**Exercise details:** Reproduce each line from the records that holds "true".

**Exercise material:**
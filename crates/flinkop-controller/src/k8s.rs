//! Kubernetes access for the controller
//!
//! The controller only needs three operations on the cluster: list
//! Deployments by label, create an object unless it exists, and delete an
//! object. [`K8sCluster`] abstracts them so tests can run without an API
//! server.

use std::collections::BTreeMap;

use async_trait::async_trait;
use k8s_openapi::api::apps::v1::Deployment;
use k8s_openapi::api::core::v1::Service;
use kube::api::{Api, DeleteParams, ListParams, PostParams};
use kube::{Client, ResourceExt};
use tracing::{debug, info};

#[cfg(test)]
use mockall::automock;

use flinkop_common::{Error, Result};

/// An object the controller creates or deletes
#[derive(Clone, Debug, PartialEq)]
pub enum K8sObject {
    /// A job-manager or task-manager Deployment
    Deployment(Box<Deployment>),
    /// The versioned job-manager Service
    Service(Box<Service>),
}

impl K8sObject {
    /// Object kind, for logging
    pub fn kind(&self) -> &'static str {
        match self {
            Self::Deployment(_) => "Deployment",
            Self::Service(_) => "Service",
        }
    }

    /// Object name
    pub fn name(&self) -> String {
        match self {
            Self::Deployment(d) => d.name_any(),
            Self::Service(s) => s.name_any(),
        }
    }

    /// Object namespace, `default` when unset
    pub fn namespace(&self) -> String {
        let namespace = match self {
            Self::Deployment(d) => d.namespace(),
            Self::Service(s) => s.namespace(),
        };
        namespace.unwrap_or_else(|| "default".to_string())
    }
}

/// Render a label map as an equality selector
pub fn label_selector(labels: &BTreeMap<String, String>) -> String {
    labels
        .iter()
        .map(|(k, v)| format!("{}={}", k, v))
        .collect::<Vec<_>>()
        .join(",")
}

/// Cluster operations used by the controller
#[cfg_attr(test, automock)]
#[async_trait]
pub trait K8sCluster: Send + Sync {
    /// List Deployments in `namespace` carrying every label in `labels`
    async fn list_deployments(
        &self,
        namespace: &str,
        labels: &BTreeMap<String, String>,
    ) -> Result<Vec<Deployment>>;

    /// Create `object` unless it already exists.
    ///
    /// Returns `true` if the object was created, `false` if it existed.
    async fn create_if_not_exist(&self, object: K8sObject) -> Result<bool>;

    /// Delete `object`. Deleting an absent object succeeds.
    async fn delete_object(&self, object: K8sObject) -> Result<()>;
}

/// [`K8sCluster`] backed by a `kube::Client`
pub struct KubeCluster {
    client: Client,
    field_manager: String,
}

impl KubeCluster {
    /// Create a new KubeCluster wrapping the given kube Client
    pub fn new(client: Client, field_manager: impl Into<String>) -> Self {
        Self {
            client,
            field_manager: field_manager.into(),
        }
    }

    fn post_params(&self) -> PostParams {
        PostParams {
            field_manager: Some(self.field_manager.clone()),
            ..Default::default()
        }
    }
}

#[async_trait]
impl K8sCluster for KubeCluster {
    async fn list_deployments(
        &self,
        namespace: &str,
        labels: &BTreeMap<String, String>,
    ) -> Result<Vec<Deployment>> {
        let api: Api<Deployment> = Api::namespaced(self.client.clone(), namespace);
        let selector = label_selector(labels);
        debug!(namespace = %namespace, selector = %selector, "listing deployments");
        let list = api.list(&ListParams::default().labels(&selector)).await?;
        Ok(list.items)
    }

    async fn create_if_not_exist(&self, object: K8sObject) -> Result<bool> {
        let kind = object.kind();
        let name = object.name();
        let namespace = object.namespace();
        let params = self.post_params();

        let created = match object {
            K8sObject::Deployment(deployment) => {
                let api: Api<Deployment> = Api::namespaced(self.client.clone(), &namespace);
                api.create(&params, &deployment).await.map(|_| ())
            }
            K8sObject::Service(service) => {
                let api: Api<Service> = Api::namespaced(self.client.clone(), &namespace);
                api.create(&params, &service).await.map(|_| ())
            }
        };

        match created.map_err(Error::from) {
            Ok(()) => {
                info!(kind, name = %name, namespace = %namespace, "created object");
                Ok(true)
            }
            Err(e) if e.is_conflict() => {
                debug!(kind, name = %name, namespace = %namespace, "object already exists");
                Ok(false)
            }
            Err(e) => Err(e),
        }
    }

    async fn delete_object(&self, object: K8sObject) -> Result<()> {
        let kind = object.kind();
        let name = object.name();
        let namespace = object.namespace();
        let params = DeleteParams::foreground();

        let deleted = match object {
            K8sObject::Deployment(_) => {
                let api: Api<Deployment> = Api::namespaced(self.client.clone(), &namespace);
                api.delete(&name, &params).await.map(|_| ())
            }
            K8sObject::Service(_) => {
                let api: Api<Service> = Api::namespaced(self.client.clone(), &namespace);
                api.delete(&name, &params).await.map(|_| ())
            }
        };

        match deleted.map_err(Error::from) {
            Ok(()) => {
                info!(kind, name = %name, namespace = %namespace, "deleted object");
                Ok(())
            }
            Err(e) if e.is_not_found() => {
                debug!(kind, name = %name, namespace = %namespace, "object already gone");
                Ok(())
            }
            Err(e) => Err(e),
        }
    }
}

**Reply to the exercise:**
    /// Returns `true` if the object was created, `false` if it existed.
                Ok(true)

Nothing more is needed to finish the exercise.